[Directions for this task]
Find the lines in the entries that follow where the word "Edge" occurs, and state how many there are, with no other words.
++++ Records shown ++++
//! State of one connected client

use chorus_auth::{AuthSource, Authenticated, SessionLease};
use chorus_protocol::AuthResult;
use serde::{Deserialize, Serialize};
use std::collections::BTreeMap;
use std::net::SocketAddr;

/// Voice target slots a client may configure (1..=30)
pub const MAX_VOICE_TARGET: u32 = 30;

#[derive(Debug, Clone, PartialEq, Eq, Serialize)]
pub struct VoiceTarget {
    pub id: u32,
    #[serde(skip_serializing_if = "Option::is_none")]
    pub channel: Option<u32>,
    #[serde(skip_serializing_if = "Vec::is_empty")]
    pub users: Vec<u32>,
    /// Include subchannels of `channel`
    pub tree: bool,
}

#[derive(Debug, Clone, Copy, PartialEq, Eq, Serialize, Deserialize)]
#[serde(rename_all = "lowercase")]
pub enum ActionContext {
    Server,
    Channel,
    User,
}

#[derive(Debug, Clone, PartialEq, Eq, Serialize)]
pub struct ContextAction {
    pub action: String,
    pub text: String,
    pub contexts: Vec<ActionContext>,
}

/// Registered notification endpoint. Delivery happens elsewhere.
#[derive(Debug, Clone, PartialEq, Eq, Serialize)]
pub struct Webhook {
    pub id: u32,
    pub url: String,
    pub events: Vec<String>,
}

#[derive(Debug)]
pub struct Session {
    pub id: u32,
    pub peer: SocketAddr,
    /// Fingerprint of the client certificate, when one was presented
    pub cert_hash: Option<String>,
    pub user: Option<AuthResult>,
    pub degraded: bool,
    pub auth_source: Option<AuthSource>,
    pub channel: u32,
    pub voice_targets: BTreeMap<u32, VoiceTarget>,
    pub context_actions: BTreeMap<String, ContextAction>,
    pub webhooks: Vec<Webhook>,
    next_webhook: u32,
    /// Keeps the tracked auth result shared while this session lives
    pub lease: Option<SessionLease>,
    /// Set once the client asked to leave; the connection ends after the reply
    pub closing: bool,
}

impl Session {
    pub fn new(id: u32, peer: SocketAddr, cert_hash: Option<String>) -> Self {
        Self {
            id,
            peer,
            cert_hash,
            user: None,
            degraded: false,
            auth_source: None,
            channel: 0,
            voice_targets: BTreeMap::new(),
            context_actions: BTreeMap::new(),
            webhooks: Vec::new(),
            next_webhook: 1,
            lease: None,
            closing: false,
        }
    }

    pub fn is_authenticated(&self) -> bool {
        self.user.is_some()
    }

    pub fn user_id(&self) -> Option<u32> {
        self.user.as_ref().map(|u| u.user_id)
    }

    pub fn username(&self) -> Option<&str> {
        self.user.as_ref().map(|u| u.username.as_str())
    }

    pub fn attach(&mut self, authenticated: Authenticated) {
        self.user = Some(authenticated.result);
        self.degraded = authenticated.degraded;
        self.auth_source = Some(authenticated.source);
        self.lease = authenticated.lease;
    }

    pub fn add_webhook(&mut self, url: String, events: Vec<String>) -> u32 {
        let id = self.next_webhook;
        self.next_webhook += 1;
        self.webhooks.push(Webhook { id, url, events });
        id
    }

    pub fn remove_webhook(&mut self, id: u32) -> bool {
        let before = self.webhooks.len();
        self.webhooks.retain(|w| w.id != id);
        self.webhooks.len() != before
    }
}

#[cfg(test)]
mod tests {
    use super::*;

    #[test]
    fn test_webhook_ids_are_not_reused() {
        let mut session = Session::new(1, "127.0.0.1:5000".parse().unwrap(), None);
        let first = session.add_webhook("https://a.example/hook".into(), vec![]);
        assert!(session.remove_webhook(first));
        let second = session.add_webhook("https://b.example/hook".into(), vec![]);

        assert_ne!(first, second);
        assert!(!session.remove_webhook(first));
        assert_eq!(session.webhooks.len(), 1);
    }

    #[test]
    fn test_attach_records_identity() {
        let mut session = Session::new(1, "127.0.0.1:5000".parse().unwrap(), None);
        assert!(!session.is_authenticated());

        session.attach(Authenticated {
            result: AuthResult::success(9, "bob"),
            source: AuthSource::Fallback,
            degraded: true,
            lease: None,
        });
        assert_eq!(session.user_id(), Some(9));
        assert_eq!(session.username(), Some("bob"));
        assert!(session.degraded);
    }
}
//! Hub <-> Edge link messages
//!
//! Every transport frame on a hub link carries exactly one `LinkMessage`.

use crate::{AuthRequest, AuthResult, AuthStatus, CodecError, EncodedSnapshot, aligned};
use bytes::Bytes;
use rkyv::{Archive, Deserialize, Serialize};

/// Stable error codes carried by `LinkMessage::Error`
#[derive(Archive, Serialize, Deserialize, Debug, Clone, Copy, PartialEq, Eq)]
#[rkyv(derive(Debug))]
pub enum LinkErrorCode {
    RegistryFull,
    UnknownNode,
    NotRegistered,
    /// Another link registered the same node id
    Superseded,
    Malformed,
    Internal,
}

#[derive(Archive, Serialize, Deserialize, Debug, Clone, PartialEq)]
pub enum LinkMessage {
    /// First message of every link; also sent again after an eviction
    Register {
        node_id: String,
        address: String,
        snapshot_epoch: u64,
        snapshot_version: u64,
    },

    RegisterAck {
        heartbeat_timeout_ms: u64,
    },

    Heartbeat {
        node_id: String,
        seq: u64,
    },

    HeartbeatAck {
        seq: u64,
    },

    Deregister {
        node_id: String,
    },

    SnapshotPush {
        snapshot: EncodedSnapshot,
    },

    SnapshotPullRequest {
        node_id: String,
        have_epoch: u64,
        have_version: u64,
    },

    /// Edge asks the hub to resolve credentials on its behalf
    AuthForward {
        request_id: u64,
        request: AuthRequest,
    },

    AuthVerdict {
        request_id: u64,
        status: AuthStatus,
        result: Option<AuthResult>,
        message: String,
    },

    Error {
        code: LinkErrorCode,
        message: String,
    },
}

impl LinkMessage {
    pub fn error(code: LinkErrorCode, message: impl Into<String>) -> Self {
        LinkMessage::Error {
            code,
            message: message.into(),
        }
    }

    /// Short name for logs
    pub fn kind(&self) -> &'static str {
        match self {
            LinkMessage::Register { .. } => "register",
            LinkMessage::RegisterAck { .. } => "register_ack",
            LinkMessage::Heartbeat { .. } => "heartbeat",
            LinkMessage::HeartbeatAck { .. } => "heartbeat_ack",
            LinkMessage::Deregister { .. } => "deregister",
            LinkMessage::SnapshotPush { .. } => "snapshot_push",
            LinkMessage::SnapshotPullRequest { .. } => "snapshot_pull",
            LinkMessage::AuthForward { .. } => "auth_forward",
            LinkMessage::AuthVerdict { .. } => "auth_verdict",
            LinkMessage::Error { .. } => "error",
        }
    }

    pub fn encode(&self) -> Result<Bytes, CodecError> {
        let bytes = rkyv::to_bytes::<rkyv::rancor::Error>(self)
            .map_err(|e| CodecError::Encode(e.to_string()))?;
        Ok(Bytes::copy_from_slice(&bytes))
    }

    pub fn decode(frame: &[u8]) -> Result<Self, CodecError> {
        rkyv::from_bytes::<LinkMessage, rkyv::rancor::Error>(&aligned(frame))
            .map_err(|e| CodecError::Decode(e.to_string()))
    }
}
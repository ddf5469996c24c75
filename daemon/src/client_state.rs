//! Edge-wide view of connected clients and the channel tree

use crate::config::ChannelConfig;
use chorus_protocol::ServerEvent;
use dashmap::DashMap;
use serde::Serialize;
use std::collections::{BTreeMap, HashSet, VecDeque};
use std::sync::Arc;
use std::sync::atomic::{AtomicU32, AtomicUsize, Ordering};
use thiserror::Error;
use tokio::sync::mpsc;
use tokio_util::sync::CancellationToken;

pub const ROOT_CHANNEL: u32 = 0;

#[derive(Error, Debug, Clone, PartialEq, Eq)]
pub enum StateError {
    #[error("server full ({max} clients)")]
    Full { max: usize },
}

#[derive(Debug, Clone, PartialEq, Eq, Serialize)]
pub struct Channel {
    pub id: u32,
    #[serde(skip_serializing_if = "Option::is_none")]
    pub parent: Option<u32>,
    pub name: String,
}

#[derive(Debug, Clone)]
pub struct ChannelTree {
    channels: BTreeMap<u32, Channel>,
}

impl ChannelTree {
    /// Root channel 0 plus the configured channels; missing parents mean root
    pub fn new(configs: &[ChannelConfig]) -> Self {
        let mut channels = BTreeMap::new();
        channels.insert(
            ROOT_CHANNEL,
            Channel {
                id: ROOT_CHANNEL,
                parent: None,
                name: "Root".to_string(),
            },
        );
        for config in configs.iter().filter(|c| c.id != ROOT_CHANNEL) {
            channels.insert(
                config.id,
                Channel {
                    id: config.id,
                    parent: Some(config.parent.unwrap_or(ROOT_CHANNEL)),
                    name: config.name.clone(),
                },
            );
        }
        Self { channels }
    }

    pub fn get(&self, id: u32) -> Option<&Channel> {
        self.channels.get(&id)
    }

    pub fn contains(&self, id: u32) -> bool {
        self.channels.contains_key(&id)
    }

    pub fn len(&self) -> usize {
        self.channels.len()
    }

    pub fn is_empty(&self) -> bool {
        self.channels.is_empty()
    }

    /// Channel ids from the root down to `id`
    pub fn path(&self, id: u32) -> Option<Vec<u32>> {
        let mut path = vec![id];
        let mut current = self.channels.get(&id)?;
        while let Some(parent) = current.parent {
            if path.len() > self.channels.len() {
                // cycle in configuration; treat as unreachable
                return None;
            }
            path.push(parent);
            current = self.channels.get(&parent)?;
        }
        path.reverse();
        Some(path)
    }

    /// `id` and every channel below it
    pub fn subtree(&self, id: u32) -> Vec<u32> {
        if !self.contains(id) {
            return Vec::new();
        }
        let mut found = vec![id];
        let mut queue = VecDeque::from([id]);
        while let Some(parent) = queue.pop_front() {
            for child in self.channels.values().filter(|c| c.parent == Some(parent)) {
                if !found.contains(&child.id) {
                    found.push(child.id);
                    queue.push_back(child.id);
                }
            }
        }
        found
    }

    pub fn list(&self) -> Vec<Channel> {
        self.channels.values().cloned().collect()
    }
}

struct Client {
    user_id: Option<u32>,
    username: Option<String>,
    channel: u32,
    actions: HashSet<String>,
    events: mpsc::UnboundedSender<ServerEvent>,
    cancel: CancellationToken,
}

/// Who is connected, who they are and where they sit
pub struct ClientState {
    channels: ChannelTree,
    clients: DashMap<u32, Client>,
    count: AtomicUsize,
    next_id: AtomicU32,
    max_clients: usize,
}

impl ClientState {
    pub fn new(channels: ChannelTree, max_clients: usize) -> Arc<Self> {
        Arc::new(Self {
            channels,
            clients: DashMap::new(),
            count: AtomicUsize::new(0),
            next_id: AtomicU32::new(1),
            max_clients,
        })
    }

    pub fn channels(&self) -> &ChannelTree {
        &self.channels
    }

    pub fn len(&self) -> usize {
        self.count.load(Ordering::Acquire)
    }

    pub fn is_empty(&self) -> bool {
        self.len() == 0
    }

    /// Admit a new connection; returns its session id
    pub fn connect(
        &self,
        events: mpsc::UnboundedSender<ServerEvent>,
        cancel: CancellationToken,
    ) -> Result<u32, StateError> {
        let max = self.max_clients;
        self.count
            .fetch_update(Ordering::AcqRel, Ordering::Acquire, |n| (n < max).then_some(n + 1))
            .map_err(|_| StateError::Full { max })?;

        let id = self.next_id.fetch_add(1, Ordering::Relaxed);
        self.clients.insert(
            id,
            Client {
                user_id: None,
                username: None,
                channel: ROOT_CHANNEL,
                actions: HashSet::new(),
                events,
                cancel,
            },
        );
        Ok(id)
    }

    pub fn remove(&self, id: u32) -> bool {
        if self.clients.remove(&id).is_some() {
            self.count.fetch_sub(1, Ordering::AcqRel);
            true
        } else {
            false
        }
    }

    pub fn set_user(&self, id: u32, user_id: u32, username: &str) {
        if let Some(mut client) = self.clients.get_mut(&id) {
            client.user_id = Some(user_id);
            client.username = Some(username.to_string());
        }
    }

    pub fn set_channel(&self, id: u32, channel: u32) {
        if let Some(mut client) = self.clients.get_mut(&id) {
            client.channel = channel;
        }
    }

    pub fn set_action(&self, id: u32, action: &str, registered: bool) {
        if let Some(mut client) = self.clients.get_mut(&id) {
            if registered {
                client.actions.insert(action.to_string());
            } else {
                client.actions.remove(action);
            }
        }
    }

    /// Authenticated sessions sitting in any of `channels`
    pub fn members(&self, channels: &[u32]) -> Vec<u32> {
        let mut ids: Vec<u32> = self
            .clients
            .iter()
            .filter(|c| c.user_id.is_some() && channels.contains(&c.channel))
            .map(|c| *c.key())
            .collect();
        ids.sort_unstable();
        ids
    }

    pub fn sessions_of_user(&self, user_id: u32) -> Vec<u32> {
        let mut ids: Vec<u32> = self
            .clients
            .iter()
            .filter(|c| c.user_id == Some(user_id))
            .map(|c| *c.key())
            .collect();
        ids.sort_unstable();
        ids
    }

    pub fn action_owners(&self, action: &str) -> Vec<u32> {
        let mut ids: Vec<u32> = self
            .clients
            .iter()
            .filter(|c| c.actions.contains(action))
            .map(|c| *c.key())
            .collect();
        ids.sort_unstable();
        ids
    }

    pub fn username(&self, id: u32) -> Option<String> {
        self.clients.get(&id).and_then(|c| c.username.clone())
    }

    /// Queue `event` for one session; false if it is gone
    pub fn deliver(&self, id: u32, event: ServerEvent) -> bool {
        self.clients
            .get(&id)
            .is_some_and(|c| c.events.send(event).is_ok())
    }

    /// Force a session off the server
    pub fn kick(&self, id: u32) -> bool {
        match self.clients.get(&id) {
            Some(client) => {
                client.cancel.cancel();
                true
            }
            None => false,
        }
    }

    pub fn kick_all(&self) {
        for client in self.clients.iter() {
            client.cancel.cancel();
        }
    }
}

#[cfg(test)]
mod tests {
    use super::*;
    use serde_json::json;

    fn tree() -> ChannelTree {
        ChannelTree::new(&[
            ChannelConfig {
                id: 5,
                parent: None,
                name: "Lobby".into(),
            },
            ChannelConfig {
                id: 6,
                parent: Some(5),
                name: "Raid".into(),
            },
            ChannelConfig {
                id: 7,
                parent: Some(6),
                name: "Officers".into(),
            },
        ])
    }

    #[test]
    fn test_paths_start_at_root() {
        let tree = tree();
        assert_eq!(tree.path(7), Some(vec![0, 5, 6, 7]));
        assert_eq!(tree.path(0), Some(vec![0]));
        assert_eq!(tree.path(42), None);
    }

    #[test]
    fn test_subtree() {
        let tree = tree();
        assert_eq!(tree.subtree(5), vec![5, 6, 7]);
        assert_eq!(tree.subtree(7), vec![7]);
        assert!(tree.subtree(99).is_empty());
    }

    #[test]
    fn test_capacity_and_delivery() {
        let state = ClientState::new(tree(), 1);
        let (tx, mut rx) = mpsc::unbounded_channel();
        let id = state.connect(tx, CancellationToken::new()).unwrap();

        let (tx2, _rx2) = mpsc::unbounded_channel();
        assert_eq!(
            state.connect(tx2, CancellationToken::new()),
            Err(StateError::Full { max: 1 })
        );

        assert!(state.deliver(id, ServerEvent::new("ping", json!({}))));
        assert_eq!(rx.try_recv().unwrap().event, "ping");

        assert!(state.remove(id));
        assert!(!state.deliver(id, ServerEvent::new("ping", json!({}))));
        assert!(state.is_empty());
    }

    #[test]
    fn test_members_only_count_authenticated_clients() {
        let state = ClientState::new(tree(), 10);
        let (tx, _rx) = mpsc::unbounded_channel();
        let a = state.connect(tx.clone(), CancellationToken::new()).unwrap();
        let b = state.connect(tx, CancellationToken::new()).unwrap();

        state.set_channel(a, 5);
        state.set_channel(b, 5);
        state.set_user(a, 100, "alice");

        assert_eq!(state.members(&[5]), vec![a]);
        assert_eq!(state.sessions_of_user(100), vec![a]);
    }

    #[test]
    fn test_kick_cancels_session() {
        let state = ClientState::new(tree(), 10);
        let (tx, _rx) = mpsc::unbounded_channel();
        let cancel = CancellationToken::new();
        let id = state.connect(tx, cancel.clone()).unwrap();

        assert!(state.kick(id));
        assert!(cancel.is_cancelled());
    }
}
++++
[Solved problem]
3